Dextrose & Pregnancy
Dextrose is glucose, a kind of sugar. Photo Credit librakv/iStock/Getty Images

Dextrose is another name for glucose, which is a sugar that's ubiquitous in nature and in the human body. Your body uses glucose or dextrose as an important source of cellular energy, meaning that it's a key nutrient that helps you maintain health. However, it's possible to eat too much dextrose, which can lead to pregnancy complications.

Dextrose

The dextrose molecule is a monosaccharide, meaning it consists of a single sugar unit, explain Drs. Reginald Garrett and Charles Grisham in their book "Biochemistry." The molecule has the chemical formula C6H12O6 and is common in nature both on its own and chemically combined with other monosaccharides to form larger sugars and starch molecules. While chemists tend to call the sugar by its alternate name, glucose, you'll more frequently see it referred to as dextrose on nutrition labels.
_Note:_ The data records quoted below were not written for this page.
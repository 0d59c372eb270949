//! Application layer - Use cases orchestrating the domain through ports

pub mod ports;
pub mod services;
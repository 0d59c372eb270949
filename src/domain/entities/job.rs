//! Job entity - Server-side task tracking a sync submission

use serde::{Deserialize, Serialize};

use crate::domain::value_objects::JobId;

/// Job as reported by the status endpoint
///
/// Only `id` and `status` are interpreted; everything else the server sends
/// is kept in `details` so terminal states can be logged in full.
#[derive(Debug, Clone, PartialEq, Serialize, Deserialize)]
pub struct Job {
    pub id: JobId,
    pub status: JobStatus,
    #[serde(flatten)]
    pub details: serde_json::Map<String, serde_json::Value>,
}

impl Job {
    #[cfg(test)]
    pub fn new(id: JobId, status: JobStatus) -> Self {
        Self {
            id,
            status,
            details: serde_json::Map::new(),
        }
    }
}

/// Remote job status
///
/// Anything other than `success` or `failure` is still in flight; the raw
/// value is kept for logging.
#[derive(Debug, Clone, PartialEq, Eq, Serialize, Deserialize)]
#[serde(from = "String", into = "String")]
pub enum JobStatus {
    Success,
    Failure,
    InProgress(String),
}

impl JobStatus {
    pub fn as_str(&self) -> &str {
        match self {
            Self::Success => "success",
            Self::Failure => "failure",
            Self::InProgress(raw) => raw.as_str(),
        }
    }
}

impl From<String> for JobStatus {
    fn from(raw: String) -> Self {
        match raw.as_str() {
            "success" => Self::Success,
            "failure" => Self::Failure,
            _ => Self::InProgress(raw),
        }
    }
}

impl From<&str> for JobStatus {
    fn from(raw: &str) -> Self {
        Self::from(raw.to_string())
    }
}

impl From<JobStatus> for String {
    fn from(status: JobStatus) -> Self {
        match status {
            JobStatus::InProgress(raw) => raw,
            other => other.as_str().to_string(),
        }
    }
}

impl std::fmt::Display for JobStatus {
    fn fmt(&self, f: &mut std::fmt::Formatter<'_>) -> std::fmt::Result {
        f.write_str(self.as_str())
    }
}

/// Client-side view of a job while it is being polled
#[derive(Debug, Clone, Copy, PartialEq, Eq, Serialize, Deserialize)]
#[serde(rename_all = "snake_case")]
pub enum PollState {
    Pending,
    Success,
    Failure,
    TimedOut,
}

impl PollState {
    /// State reached after observing `status`
    pub fn observe(status: &JobStatus) -> Self {
        match status {
            JobStatus::Success => Self::Success,
            JobStatus::Failure => Self::Failure,
            JobStatus::InProgress(_) => Self::Pending,
        }
    }

    pub fn is_terminal(&self) -> bool {
        !matches!(self, Self::Pending)
    }
}

impl std::fmt::Display for PollState {
    fn fmt(&self, f: &mut std::fmt::Formatter<'_>) -> std::fmt::Result {
        let s = match self {
            Self::Pending => "pending",
            Self::Success => "success",
            Self::Failure => "failure",
            Self::TimedOut => "timed_out",
        };
        f.write_str(s)
    }
}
Absorption and Cellular Use

During pregnancy, just as when you're not pregnant, when you consume dextrose your digestive tract absorbs it into the bloodstream without needing to digest it first. Once in the blood, dextrose becomes a source of energy for the cells, which pull it out of the bloodstream as they require. Your cells chemically burn dextrose in the presence of oxygen, a process that generates ATP, or adenosine triphosphate. ATP is a sort of "chemical currency" that cells then use to fuel various processes.

Storage

If you consume more dextrose than your cells need at a given time, they can convert it into one of two storage forms. Glycogen is a carbohydrate that the liver and muscles make from dextrose, explains Dr. Lauralee Sherwood in her book "Human Physiology." Alternately, you can convert excess dextrose into triglycerides, which are fat molecules. You then store these in adipose tissue, and they become a source of energy for later periods of fasting.

Considerations

Dextrose is perfectly safe to consume during pregnancy, provided you don't overconsume it. If you overeat dextrose when you're pregnant, you can gain body fat, just as you would if you weren't pregnant. Drs. Michael Roizen and Mehmet Oz note in their book "You: Having A Baby" that it's best to gain about 25 to 35 lbs. during pregnancy; excess dextrose consumption easily can put you over the recommended amount, and predisposes you to gestation diabetes and other complications.